The FSQR Superintendent is also responsible for the training and development of the FSQR Technicians.
Further responsibilities will include direct responsibility or support for; employee safety, facility auditing (Customer and Cargill), production support, employee engagement, departmental cost control (budgeting), manage hourly staff, customer communication and quality program management.
This position is also a liaison between USDA/CFIA inspection at the plant.

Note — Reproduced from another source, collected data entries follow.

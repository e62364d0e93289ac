//! Ant-style request path patterns.

use std::fmt;

use formgate_core::error::AppError;
use formgate_core::result::AppResult;

/// One segment of a compiled pattern.
#[derive(Debug, Clone, PartialEq, Eq)]
enum Segment {
    /// Matches exactly this text.
    Literal(String),
    /// `*`: matches exactly one segment.
    Any,
    /// `**`: matches zero or more segments.
    AnyDepth,
}

/// A compiled path pattern such as `/my/**` or `/files/*/meta`.
///
/// Paths and patterns are compared segment by segment, so empty segments
/// and trailing slashes are ignored: `/admin/` matches `/admin`.
#[derive(Debug, Clone, PartialEq, Eq)]
pub struct PathPattern {
    source: String,
    segments: Vec<Segment>,
}

impl PathPattern {
    /// Compiles a pattern. Patterns must start with `/`.
    pub fn parse(pattern: &str) -> AppResult<Self> {
        if !pattern.starts_with('/') {
            return Err(AppError::configuration(format!(
                "Path pattern '{pattern}' must start with '/'"
            )));
        }

        let segments = split(pattern)
            .map(|segment| match segment {
                "**" => Ok(Segment::AnyDepth),
                "*" => Ok(Segment::Any),
                s if s.contains('*') => Err(AppError::configuration(format!(
                    "Path pattern '{pattern}': '*' must fill a whole segment"
                ))),
                s => Ok(Segment::Literal(s.to_string())),
            })
            .collect::<AppResult<Vec<_>>>()?;

        Ok(Self {
            source: pattern.to_string(),
            segments,
        })
    }

    /// Whether `path` (without query string) matches this pattern.
    pub fn matches(&self, path: &str) -> bool {
        let path: Vec<&str> = split(path).collect();
        matches_from(&self.segments, &path)
    }

    /// The pattern as written.
    pub fn as_str(&self) -> &str {
        &self.source
    }
}

impl fmt::Display for PathPattern {
    fn fmt(&self, f: &mut fmt::Formatter<'_>) -> fmt::Result {
        f.write_str(&self.source)
    }
}

/// Whether a request path is in canonical form.
///
/// Dot segments, doubled slashes, backslashes, and encoded separators would
/// let one path be spelled several ways; such paths are refused before any
/// rule is checked.
pub fn is_normalized(path: &str) -> bool {
    if !path.starts_with('/')
        || path.contains("//")
        || path.contains('\\')
        || path.contains('\0')
    {
        return false;
    }

    let lower = path.to_ascii_lowercase();
    if lower.contains("%2f") || lower.contains("%5c") || lower.contains("%2e") {
        return false;
    }

    split(path).all(|segment| segment != "." && segment != "..")
}

fn split(path: &str) -> impl Iterator<Item = &str> {
    path.split('/').filter(|segment| !segment.is_empty())
}

fn matches_from(pattern: &[Segment], path: &[&str]) -> bool {
    match (pattern.split_first(), path.split_first()) {
        (None, _) => path.is_empty(),
        (Some((Segment::AnyDepth, rest)), _) => {
            (0..=path.len()).any(|skip| matches_from(rest, &path[skip..]))
        }
        (Some(_), None) => false,
        (Some((Segment::Any, rest)), Some((_, tail))) => matches_from(rest, tail),
        (Some((Segment::Literal(literal), rest)), Some((head, tail))) => {
            literal.as_str() == *head && matches_from(rest, tail)
        }
    }
}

Principal Accountabilities
35% - Ensure compliance of regulations/policies ? assumes accountability for all Food Safety and Regulatory compliance, direction and activities throughout the facility, analyzes and interprets FSQR policies, regulations, customer and supplier standards, directs implementation of Food safety and regulatory policies, act as liaison with FSIS and collaborate with FSQR counterparts in other Cargill businesses. Develops policies and practices to comply with the above including implementation, training, auditing for compliance and correction if needed. Lead in plant BRC process and audits as well as Cargill and other 3rd party audits.

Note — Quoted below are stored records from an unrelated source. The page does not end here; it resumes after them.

//! CSRF token check for state-changing requests.

use axum::body::{Body, to_bytes};
use axum::extract::{Request, State};
use axum::http::{HeaderMap, header};
use axum::middleware::Next;
use axum::response::{IntoResponse, Response};
use axum_extra::extract::cookie::CookieJar;

use formgate_auth::csrf::is_safe_method;
use formgate_core::error::AppError;

use crate::error::{ApiError, ApiResult};
use crate::extractors::session::session_id_from;
use crate::state::AppState;

/// Largest form body buffered while looking for the token field.
const MAX_FORM_BYTES: usize = 64 * 1024;

/// Requires the session's CSRF token on every non-safe request.
///
/// The token is taken from the configured header, or from the configured
/// form field of a `application/x-www-form-urlencoded` body. A body read
/// for the check is handed on to the handler unchanged.
pub async fn csrf_protection(
    State(state): State<AppState>,
    jar: CookieJar,
    request: Request,
    next: Next,
) -> Response {
    let config = &state.config.security.csrf;
    if !config.enabled || is_safe_method(request.method().as_str()) {
        return next.run(request).await;
    }

    let session = session_id_from(&jar, &state.config.session.cookie);
    let header_token = request
        .headers()
        .get(config.header_name.as_str())
        .and_then(|v| v.to_str().ok())
        .map(str::to_string);

    let (request, token) = match header_token {
        Some(token) => (request, Some(token)),
        None if is_form(request.headers()) => {
            match read_form_field(request, &config.parameter_name).await {
                Ok(read) => read,
                Err(e) => return e.into_response(),
            }
        }
        None => (request, None),
    };

    match state.csrf.verify(session.as_ref(), token.as_deref()).await {
        Ok(()) => next.run(request).await,
        Err(e) => ApiError(e).into_response(),
    }
}

fn is_form(headers: &HeaderMap) -> bool {
    headers
        .get(header::CONTENT_TYPE)
        .and_then(|v| v.to_str().ok())
        .is_some_and(|ct| ct.starts_with("application/x-www-form-urlencoded"))
}

/// Buffers the body, extracts `field`, and rebuilds the request.
async fn read_form_field(request: Request, field: &str) -> ApiResult<(Request, Option<String>)> {
    let (parts, body) = request.into_parts();
    let bytes = to_bytes(body, MAX_FORM_BYTES)
        .await
        .map_err(|e| ApiError(AppError::validation(format!("Unreadable form body: {e}"))))?;

    let value = serde_urlencoded::from_bytes::<Vec<(String, String)>>(&bytes)
        .ok()
        .and_then(|pairs| {
            pairs
                .into_iter()
                .find(|(name, _)| name == field)
                .map(|(_, value)| value)
        });

    Ok((Request::from_parts(parts, Body::from(bytes)), value))
}
//! User domain entities.

pub mod model;
pub mod role;

pub use model::{CreateUser, User};
pub use role::Role;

20%- Food Safety/action reporting including: incident investigations, C/A's, preventive measures and audit responses. Coordinate and lead all audits and traceability exercises.
10%- Develop and implement strategies for training plant personnel in Food Safety and regulatory programs.
15%- Perform prevention activities and issue resolution.
10%- Management of 3rd party sanitation and pest control contractors as well as overall plant sanitation processes.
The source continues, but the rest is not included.